» **About this task**
Each record is to be given again precisely as written.

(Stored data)
★ ★ ★ ★ ★ ★ ★

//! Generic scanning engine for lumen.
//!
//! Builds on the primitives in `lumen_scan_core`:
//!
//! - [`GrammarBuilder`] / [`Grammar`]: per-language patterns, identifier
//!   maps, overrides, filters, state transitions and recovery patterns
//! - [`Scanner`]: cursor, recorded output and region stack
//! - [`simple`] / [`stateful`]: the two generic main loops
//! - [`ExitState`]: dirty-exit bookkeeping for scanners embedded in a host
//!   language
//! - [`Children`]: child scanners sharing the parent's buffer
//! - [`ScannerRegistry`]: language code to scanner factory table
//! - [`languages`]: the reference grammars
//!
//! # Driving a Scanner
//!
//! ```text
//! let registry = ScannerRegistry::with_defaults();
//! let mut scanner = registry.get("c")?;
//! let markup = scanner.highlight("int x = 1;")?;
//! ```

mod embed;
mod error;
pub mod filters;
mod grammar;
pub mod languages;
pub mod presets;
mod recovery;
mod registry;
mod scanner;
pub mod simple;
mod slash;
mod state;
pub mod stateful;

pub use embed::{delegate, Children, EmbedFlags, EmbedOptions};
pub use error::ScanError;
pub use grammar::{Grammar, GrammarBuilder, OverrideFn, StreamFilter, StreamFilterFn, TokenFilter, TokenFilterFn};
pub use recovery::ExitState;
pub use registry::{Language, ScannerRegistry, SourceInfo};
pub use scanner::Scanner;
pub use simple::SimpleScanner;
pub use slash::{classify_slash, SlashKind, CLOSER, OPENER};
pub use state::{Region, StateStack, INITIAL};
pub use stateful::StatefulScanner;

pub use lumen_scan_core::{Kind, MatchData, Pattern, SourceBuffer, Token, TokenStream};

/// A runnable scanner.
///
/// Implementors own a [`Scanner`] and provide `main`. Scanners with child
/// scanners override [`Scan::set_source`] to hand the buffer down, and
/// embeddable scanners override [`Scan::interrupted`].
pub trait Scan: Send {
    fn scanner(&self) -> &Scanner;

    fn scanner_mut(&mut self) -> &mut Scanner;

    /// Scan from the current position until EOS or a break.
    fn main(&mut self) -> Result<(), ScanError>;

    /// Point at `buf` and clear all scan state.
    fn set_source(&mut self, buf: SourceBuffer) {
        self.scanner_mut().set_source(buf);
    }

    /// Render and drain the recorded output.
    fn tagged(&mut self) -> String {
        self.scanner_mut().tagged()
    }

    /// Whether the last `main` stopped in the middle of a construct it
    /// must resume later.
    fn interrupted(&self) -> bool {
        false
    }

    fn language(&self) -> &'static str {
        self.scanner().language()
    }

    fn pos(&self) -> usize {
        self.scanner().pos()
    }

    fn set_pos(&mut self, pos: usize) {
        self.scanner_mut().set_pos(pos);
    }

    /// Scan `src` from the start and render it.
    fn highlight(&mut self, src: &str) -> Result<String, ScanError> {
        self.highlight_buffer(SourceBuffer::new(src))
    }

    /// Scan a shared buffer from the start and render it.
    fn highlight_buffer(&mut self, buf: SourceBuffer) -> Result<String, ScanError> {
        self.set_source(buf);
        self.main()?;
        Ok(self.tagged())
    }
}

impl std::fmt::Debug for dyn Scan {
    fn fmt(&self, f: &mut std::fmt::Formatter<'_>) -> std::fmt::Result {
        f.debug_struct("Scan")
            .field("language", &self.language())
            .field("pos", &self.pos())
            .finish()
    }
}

★ ★ ★ ★ ★ ★ ★

» **Answer to this task**
//! Generic scanning engine for lumen.
//!
//! Builds on the primitives in `lumen_scan_core`:
//!
//! - [`GrammarBuilder`] / [`Grammar`]: per-language patterns, identifier
//!   maps, overrides, filters, state transitions and recovery patterns
//! - [`Scanner`]: cursor, recorded output and region stack
//! - [`simple`] / [`stateful`]: the two generic main loops
//! - [`ExitState`]: dirty-exit bookkeeping for scanners embedded in a host
//!   language
//! - [`Children`]: child scanners sharing the parent's buffer
//! - [`ScannerRegistry`]: language code to scanner factory table
//! - [`languages`]: the reference grammars
//!
//! # Driving a Scanner
//!
//! ```text
//! let registry = ScannerRegistry::with_defaults();
//! let mut scanner = registry.get("c")?;
//! let markup = scanner.highlight("int x = 1;")?;
//! ```

mod embed;
mod error;
pub mod filters;
mod grammar;
pub mod languages;
pub mod presets;
mod recovery;
mod registry;
mod scanner;
pub mod simple;
mod slash;
mod state;
pub mod stateful;

pub use embed::{delegate, Children, EmbedFlags, EmbedOptions};
pub use error::ScanError;
pub use grammar::{Grammar, GrammarBuilder, OverrideFn, StreamFilter, StreamFilterFn, TokenFilter, TokenFilterFn};
pub use recovery::ExitState;
pub use registry::{Language, ScannerRegistry, SourceInfo};
pub use scanner::Scanner;
pub use simple::SimpleScanner;
pub use slash::{classify_slash, SlashKind, CLOSER, OPENER};
pub use state::{Region, StateStack, INITIAL};
pub use stateful::StatefulScanner;

pub use lumen_scan_core::{Kind, MatchData, Pattern, SourceBuffer, Token, TokenStream};

/// A runnable scanner.
///
/// Implementors own a [`Scanner`] and provide `main`. Scanners with child
/// scanners override [`Scan::set_source`] to hand the buffer down, and
/// embeddable scanners override [`Scan::interrupted`].
pub trait Scan: Send {
    fn scanner(&self) -> &Scanner;

    fn scanner_mut(&mut self) -> &mut Scanner;

    /// Scan from the current position until EOS or a break.
    fn main(&mut self) -> Result<(), ScanError>;

    /// Point at `buf` and clear all scan state.
    fn set_source(&mut self, buf: SourceBuffer) {
        self.scanner_mut().set_source(buf);
    }

    /// Render and drain the recorded output.
    fn tagged(&mut self) -> String {
        self.scanner_mut().tagged()
    }

    /// Whether the last `main` stopped in the middle of a construct it
    /// must resume later.
    fn interrupted(&self) -> bool {
        false
    }

    fn language(&self) -> &'static str {
        self.scanner().language()
    }

    fn pos(&self) -> usize {
        self.scanner().pos()
    }

    fn set_pos(&mut self, pos: usize) {
        self.scanner_mut().set_pos(pos);
    }

    /// Scan `src` from the start and render it.
    fn highlight(&mut self, src: &str) -> Result<String, ScanError> {
        self.highlight_buffer(SourceBuffer::new(src))
    }

    /// Scan a shared buffer from the start and render it.
    fn highlight_buffer(&mut self, buf: SourceBuffer) -> Result<String, ScanError> {
        self.set_source(buf);
        self.main()?;
        Ok(self.tagged())
    }
}

impl std::fmt::Debug for dyn Scan {
    fn fmt(&self, f: &mut std::fmt::Formatter<'_>) -> std::fmt::Result {
        f.debug_struct("Scan")
            .field("language", &self.language())
            .field("pos", &self.pos())
            .finish()
    }
}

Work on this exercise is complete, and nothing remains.